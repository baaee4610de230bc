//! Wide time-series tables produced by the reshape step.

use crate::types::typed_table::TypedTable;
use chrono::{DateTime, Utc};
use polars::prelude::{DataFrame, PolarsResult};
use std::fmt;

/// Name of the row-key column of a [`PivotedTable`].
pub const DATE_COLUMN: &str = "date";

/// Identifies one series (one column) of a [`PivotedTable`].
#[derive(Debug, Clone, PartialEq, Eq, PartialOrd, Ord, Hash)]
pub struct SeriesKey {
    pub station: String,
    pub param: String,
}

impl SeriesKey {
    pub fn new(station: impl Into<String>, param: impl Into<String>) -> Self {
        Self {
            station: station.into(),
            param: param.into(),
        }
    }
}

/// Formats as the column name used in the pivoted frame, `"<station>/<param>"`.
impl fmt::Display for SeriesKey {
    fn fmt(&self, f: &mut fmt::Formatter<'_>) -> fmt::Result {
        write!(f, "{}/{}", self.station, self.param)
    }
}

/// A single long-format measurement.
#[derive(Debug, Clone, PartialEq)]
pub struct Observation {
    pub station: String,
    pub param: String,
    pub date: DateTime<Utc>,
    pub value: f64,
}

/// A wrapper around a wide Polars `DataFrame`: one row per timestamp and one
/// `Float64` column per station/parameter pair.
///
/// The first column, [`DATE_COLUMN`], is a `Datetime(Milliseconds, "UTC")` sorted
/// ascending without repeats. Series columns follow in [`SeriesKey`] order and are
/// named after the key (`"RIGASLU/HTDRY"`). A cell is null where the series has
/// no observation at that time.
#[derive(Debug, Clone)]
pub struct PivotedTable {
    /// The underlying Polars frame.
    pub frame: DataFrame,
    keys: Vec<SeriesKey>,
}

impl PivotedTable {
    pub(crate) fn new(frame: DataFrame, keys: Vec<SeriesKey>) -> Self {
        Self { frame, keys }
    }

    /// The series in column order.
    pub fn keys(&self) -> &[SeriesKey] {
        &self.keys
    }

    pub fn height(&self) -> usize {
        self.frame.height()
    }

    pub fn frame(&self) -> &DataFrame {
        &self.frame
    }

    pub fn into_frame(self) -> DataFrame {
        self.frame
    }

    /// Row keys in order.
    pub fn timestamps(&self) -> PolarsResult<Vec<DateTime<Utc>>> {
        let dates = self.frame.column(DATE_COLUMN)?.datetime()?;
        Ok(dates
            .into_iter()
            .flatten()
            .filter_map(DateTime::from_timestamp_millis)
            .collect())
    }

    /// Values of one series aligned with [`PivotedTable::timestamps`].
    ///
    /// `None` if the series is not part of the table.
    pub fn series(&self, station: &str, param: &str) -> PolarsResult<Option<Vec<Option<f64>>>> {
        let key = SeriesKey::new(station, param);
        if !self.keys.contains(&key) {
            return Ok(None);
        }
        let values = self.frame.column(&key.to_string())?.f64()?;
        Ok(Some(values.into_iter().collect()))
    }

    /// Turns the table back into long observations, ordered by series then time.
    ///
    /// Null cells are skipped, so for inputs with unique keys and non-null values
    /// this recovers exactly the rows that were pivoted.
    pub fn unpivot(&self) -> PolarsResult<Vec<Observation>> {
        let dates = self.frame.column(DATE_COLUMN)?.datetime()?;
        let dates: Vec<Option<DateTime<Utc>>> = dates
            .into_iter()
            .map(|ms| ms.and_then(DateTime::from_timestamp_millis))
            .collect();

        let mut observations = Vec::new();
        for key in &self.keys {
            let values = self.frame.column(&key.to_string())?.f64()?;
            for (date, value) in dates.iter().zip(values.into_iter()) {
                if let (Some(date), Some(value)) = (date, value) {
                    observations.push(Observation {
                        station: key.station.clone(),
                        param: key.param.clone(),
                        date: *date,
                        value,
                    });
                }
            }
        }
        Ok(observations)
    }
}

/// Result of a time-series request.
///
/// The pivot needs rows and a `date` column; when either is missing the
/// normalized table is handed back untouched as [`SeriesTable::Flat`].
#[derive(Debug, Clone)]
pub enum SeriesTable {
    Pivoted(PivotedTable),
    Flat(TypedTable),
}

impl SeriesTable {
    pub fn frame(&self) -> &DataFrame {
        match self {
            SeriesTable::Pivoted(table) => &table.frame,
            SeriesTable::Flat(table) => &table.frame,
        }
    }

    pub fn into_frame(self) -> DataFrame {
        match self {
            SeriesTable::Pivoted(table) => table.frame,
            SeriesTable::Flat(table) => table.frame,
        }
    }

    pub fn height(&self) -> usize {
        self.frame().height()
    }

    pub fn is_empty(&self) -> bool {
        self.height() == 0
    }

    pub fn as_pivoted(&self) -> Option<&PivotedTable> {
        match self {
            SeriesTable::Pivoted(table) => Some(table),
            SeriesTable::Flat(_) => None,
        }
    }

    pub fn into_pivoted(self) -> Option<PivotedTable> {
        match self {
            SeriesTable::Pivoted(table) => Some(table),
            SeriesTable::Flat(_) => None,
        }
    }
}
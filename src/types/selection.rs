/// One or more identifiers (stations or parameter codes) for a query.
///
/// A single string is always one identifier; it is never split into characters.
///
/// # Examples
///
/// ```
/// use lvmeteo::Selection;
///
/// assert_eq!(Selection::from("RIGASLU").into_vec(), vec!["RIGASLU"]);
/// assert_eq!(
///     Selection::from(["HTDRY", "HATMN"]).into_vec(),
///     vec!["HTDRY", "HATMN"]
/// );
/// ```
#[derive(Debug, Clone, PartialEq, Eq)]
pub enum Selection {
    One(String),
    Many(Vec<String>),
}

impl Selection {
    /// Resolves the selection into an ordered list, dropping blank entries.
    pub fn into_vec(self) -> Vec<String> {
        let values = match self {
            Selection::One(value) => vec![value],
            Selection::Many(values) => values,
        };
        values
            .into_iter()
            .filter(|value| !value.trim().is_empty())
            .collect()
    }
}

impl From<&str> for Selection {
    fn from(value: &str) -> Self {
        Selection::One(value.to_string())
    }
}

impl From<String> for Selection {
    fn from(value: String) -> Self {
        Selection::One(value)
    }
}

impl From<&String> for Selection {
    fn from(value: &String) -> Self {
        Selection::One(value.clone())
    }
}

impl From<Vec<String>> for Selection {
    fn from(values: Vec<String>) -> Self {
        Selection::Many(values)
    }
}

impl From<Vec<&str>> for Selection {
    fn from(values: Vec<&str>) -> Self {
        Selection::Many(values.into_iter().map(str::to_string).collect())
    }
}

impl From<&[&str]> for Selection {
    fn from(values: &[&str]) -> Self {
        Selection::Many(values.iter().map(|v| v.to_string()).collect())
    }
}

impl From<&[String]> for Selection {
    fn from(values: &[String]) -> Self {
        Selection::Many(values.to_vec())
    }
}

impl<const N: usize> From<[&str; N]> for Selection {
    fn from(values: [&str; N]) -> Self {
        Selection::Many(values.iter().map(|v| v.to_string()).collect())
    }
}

Exercise instructions
Could you report all lines of the listing that hold "Option"?

Task solution
    pub fn series(&self, station: &str, param: &str) -> PolarsResult<Option<Vec<Option<f64>>>> {
        let dates: Vec<Option<DateTime<Utc>>> = dates
    pub fn as_pivoted(&self) -> Option<&PivotedTable> {
    pub fn into_pivoted(self) -> Option<PivotedTable> {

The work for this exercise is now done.